I'm not sure if going specifically into all of your points right here is the
best way forward. But suffice to say I am very happen to hear them :)

> the abstractions are wrong and most of the code probably relies on some
> hidden state that's really hard to debug unless you're the code author.

This is very much spot on, definitely something I want to work on.

\-----

The main reason that everything is so spread out (plugins, web API, internal
API, etc. etc) is because a ton of people are doing different things with it.

99% of the people only touch the basics, and they don't need to touch any
config file, they can go through the UI that handles all of it automatically
(Gekko is focused on tech savy but not perse professional programmers). They
don't know what (my concept of) a plugin is, and they don't care about any API
(nor any version for that matter).

It's about the other 1% who are kind of spread out over:

\- people who want to hook into certain lifecycles (to push certain data to
google spreadsheets[1] for example)

\- people who only use subparts of the app, for example to have something that
can fetch normalized market data from a number of different websites <\- this
is a big part of the project, but not the sole, hence it should not dictate
versioning.

\- Or people who only want to create their own prediction making logic (with
AI or whatever) and use the execution logic of my app. <\- in the process of
pulling this out as a standalone library.

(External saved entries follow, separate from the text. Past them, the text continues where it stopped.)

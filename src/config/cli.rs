use clap::Parser;

use crate::models::{Category, SortKey};

pub const USAGE: &str = "
Usage: supplement_scrape <product> <sortType>

product:
c - creatine
p - protein powder
w - pre-workout

sortType:
ps - price per serving
pr - price
s - serving quantity
";

#[derive(Parser, Debug)]
#[command(name = "supplement_scrape", override_help = USAGE)]
pub struct Cli {
    #[arg(value_enum)]
    pub product: Category,

    #[arg(value_enum)]
    pub sort_type: SortKey,
}

#[cfg(test)]
mod tests {
    use super::*;

    #[test]
    fn parses_both_positionals() {
        let cli = Cli::try_parse_from(["supplement_scrape", "w", "pr"]).unwrap();
        assert_eq!(cli.product, Category::PreWorkout);
        assert_eq!(cli.sort_type, SortKey::Price);
    }

    #[test]
    fn rejects_unknown_product() {
        assert!(Cli::try_parse_from(["supplement_scrape", "x", "ps"]).is_err());
    }

    #[test]
    fn rejects_missing_sort_type() {
        assert!(Cli::try_parse_from(["supplement_scrape", "c"]).is_err());
    }
}
use thiserror::Error;

/// Fatal errors: any of these aborts the run before (or while) the CSV is written.
#[derive(Error, Debug)]
pub enum ScrapeError {
    #[error("Configuration error: {message}")]
    Config { message: String },

    #[error("Request to {url} failed: {source}")]
    Fetch {
        url: String,
        #[source]
        source: reqwest::Error,
    },

    #[error("Request to {url} returned HTTP {status}")]
    Status {
        url: String,
        status: reqwest::StatusCode,
    },

    #[error("Found {prices} price tiles but {names} name tiles, refusing to pair them")]
    Mismatch { prices: usize, names: usize },

    #[error("CSV processing error: {0}")]
    Csv(#[from] csv::Error),

    #[error("IO error: {0}")]
    Io(#[from] std::io::Error),
}

/// Data-quality problems with a single product tile. The record is skipped.
#[derive(Error, Debug, PartialEq)]
pub enum RecordError {
    #[error("price text {0:?} is not a valid amount")]
    InvalidPrice(String),

    #[error("name tile has no second line")]
    MissingSecondLine,

    #[error("no serving clause in {0:?}")]
    MissingServingClause(String),

    #[error("empty product name in {0:?}")]
    EmptyName(String),

    #[error("serving count {0:?} is not a number")]
    InvalidServings(String),

    #[error("serving count is zero")]
    ZeroServings,

    #[error("could not decode HTML entities: {0}")]
    Entity(String),
}

pub type Result<T> = std::result::Result<T, ScrapeError>;
pub mod category;
pub mod item;
pub mod sort_key;

pub use category::Category;
pub use item::Item;
pub use sort_key::SortKey;
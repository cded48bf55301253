use std::fmt;

/// One product from the listing page.
///
/// Only built through the extractor, which guarantees `servings > 0`.
#[derive(Debug, Clone, PartialEq)]
pub struct Item {
    pub brand: String,
    pub name: String,
    pub price: f64,
    pub servings: u32,
}

impl Item {
    pub fn price_per_serving(&self) -> f64 {
        self.price / f64::from(self.servings)
    }
}

impl fmt::Display for Item {
    fn fmt(&self, f: &mut fmt::Formatter<'_>) -> fmt::Result {
        writeln!(f, "(")?;
        writeln!(f, "    Brand: {}", self.brand)?;
        writeln!(f, "    Name: {}", self.name)?;
        writeln!(f, "    Price: {}", self.price)?;
        writeln!(f, "    Servings: {}", self.servings)?;
        writeln!(f, "    Price per Serving: {:.2}", self.price_per_serving())?;
        write!(f, ")")
    }
}
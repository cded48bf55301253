use reqwest::Url;

use crate::error::{Result, ScrapeError};
use crate::models::Category;

const START: usize = 0;
const PAGE_SIZE: usize = 100;

/// Builds the URL of the first listing page for a category.
pub fn build_listing_url(base_url: &str, category: Category) -> Result<Url> {
    let root = format!("{}/", base_url.trim_end_matches('/'));
    let mut url = Url::parse(&root)
        .and_then(|root| root.join(category.path()))
        .map_err(|e| ScrapeError::Config {
            message: format!("invalid base URL {:?}: {}", base_url, e),
        })?;

    url.query_pairs_mut()
        .append_pair("start", &START.to_string())
        .append_pair("sz", &PAGE_SIZE.to_string());

    Ok(url)
}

\- people building tools on top of the web API that bruteforces a problem
space to figure out new solutions[2].

So all the people that care about the versioning (not the 99%) are exactly the
hobby DIY hacking people who want to open it up and take it apart. And it
feels impossible to steer them into "don't touch this because the interface is
not a standardized API".

\-----

The main thing I am going to do now is rethink the entire config strategy,
because it's a huge mess and I think I am the only one who understands it[3].

[1]: [https://github.com/RJPGriffin/google-forms-gekko-
plugin](https://github.com/RJPGriffin/google-forms-gekko-plugin)

[2]:
[https://forum.gekko.wizb.it/thread-56589.html](https://forum.gekko.wizb.it/thread-56589.html)

[3]:
[https://github.com/askmike/gekko/issues/956](https://github.com/askmike/gekko/issues/956)

------
3pt14159
This is a great piece. I think my only addition to it is to point out two
small insights.

1\. SemVer works great in some communities (Ruby) and shit in others (Python).
Generally the more computer sciency the community the better I find the
SemVer'ing. Python has a bunch of scientists using it, so it's less reliable,
even if many of the core libraries follow it pretty well.

2\. Apps, plugins, frameworks, and libraries are different things with
different SemVer strategies. With a paid app versioning is often a marketing
decision. Framework plugins versioning is often a "match the framework to
reduce mental burden" decision. Whereas frameworks and libraries I find a much
higher adherence to what SemVer strives to do.